Hrubieszów

Hrubieszów

Coat of arms
Hrubieszów
Coordinates: 50°49′N 23°53′E / 50.817°N 23.883°E / 50.817; 23.883
Country  Poland
Voivodeship Lublin
County Hrubieszów County
Gmina Hrubieszów (urban gmina)
Government
  Mayor Tadeusz Garaj
Area
  Total 33.03 km2 (12.75 sq mi)
Elevation 200 m (700 ft)
Population (2013[1])
  Total 18,585
  Density 560/km2 (1,500/sq mi)
Time zone CET (UTC+1)
  Summer (DST) CEST (UTC+2)
Postal code 22-500
Car plates LHR

Hrubieszów [xruˈbʲɛʂuf] (Ukrainian: Грубешів Hrubeshiv, Yiddish: הרויעשאוו) is a town in southeastern Poland, with a population of 18,617 (2006). It is the capital of Hrubieszów County. Since 1999 Hrubieszów has been part of Lublin Voivodeship (Polish: województwo lubelskie). Earlier, 1975–98, it had been part of Zamość Province (województwo zamojskie).

History

Bolesław Prus' birthplace

The origins of the town go back to the early Middle Ages, when a Ruthenian defensive gord existed on the Huczwa river island. It was probably part of the so-called “Cherven Towns”, and was first mentioned in 1254, as a hunting settlement located among forests.

In 1366, Red Ruthenia, of which Hrubieszów, then called Rubieszow, was a part, was annexed by the Kingdom of Poland. Some time in the late 14th century, a wooden castle was built here, as a residence of a local starosta. Probably in 1400 Rubieszow received a town charter from Poland's King Władysław Jagiełło, who visited it in 1411, 1413 and 1430. A castle and church were later added. Kazimierz Jagiellończyk built a road from Lublin to Lwow/Lviv passing by Rubieszow. The town was destroyed several times by Crimean Tatars, who raided this area in the 15th, 16th and 17th centuries, and by the Cossacks.

After the first partition of Poland in the late 18th century Hrubieszów was annexed by the Habsburg Empire. In 1800, Stanisław Staszic founded the Hrubieszów Agricultural Society, the first cooperative organization in Europe, which existed until 1945. The name of the town was changed in 1802 from Rubieszow to Hrubieszów. In 1815, it became part of Russian-controlled Congress Poland, within the Lublin Governorate. In 1909, its population was 15,000. In 1916, it became part of the Second Polish Republic.

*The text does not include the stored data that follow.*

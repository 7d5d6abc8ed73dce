//! Orchestration layer driving several chains from one owner thread.
//!
//! Two topologies are supported:
//! - **Independent chains** ([`ChainSet`]): one chain per target artifact,
//!   each with its own scheduler, polled together once per frame and
//!   applied together only when every chain is ready.
//! - **Merged chain** ([`MergedChain`]): all inputs are deep-copied and
//!   combined into one immutable source artifact that feeds a single chain;
//!   the result can be split back into per-input pieces.
//!
//! # Example
//!
//! ```ignore
//! use operator_engine::orchestration::{ChainSet, ChainUpdate};
//!
//! let mut chains = ChainSet::new();
//! for (id, mesh) in targets {
//!     let chain = build_chain(mesh)?;
//!     chains.insert(id, ComputeScheduler::new(chain.terminal().clone()));
//! }
//!
//! // once per frame
//! chains.poll(|id, update| match update {
//!     ChainUpdate::Ready(artifact) => preview.show(id, artifact),
//!     ChainUpdate::Failed { fallback, .. } => preview.show_error(id, fallback),
//! });
//!
//! if chains.can_apply() {
//!     let results = chains.extract_all()?;
//! }
//! ```

pub mod chains;
pub mod merged;

pub use chains::{ChainSet, ChainUpdate};
pub use merged::{Combine, MergedChain, MergedChainBuilder};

During World War II, the region witnessed the Zamość Uprising. Many inhabitants, including the 7,000 residents of the town's Jewish ghetto, perished in the holocaust. The city is also notable for being the site in May 1946 of the largest joint action by the partisans of the Polish anti-communist Freedom and Independence movement and those of the Ukrainian Insurgent Army.

After World War II, what remained of the town's Ukrainian population was expelled to the Soviet Union.

Jewish Community

The Jewish population numbered 709 in 1765, 3,276 in 1856, 5,352 (out of 10,636) in 1897, and 11,750 in 1939.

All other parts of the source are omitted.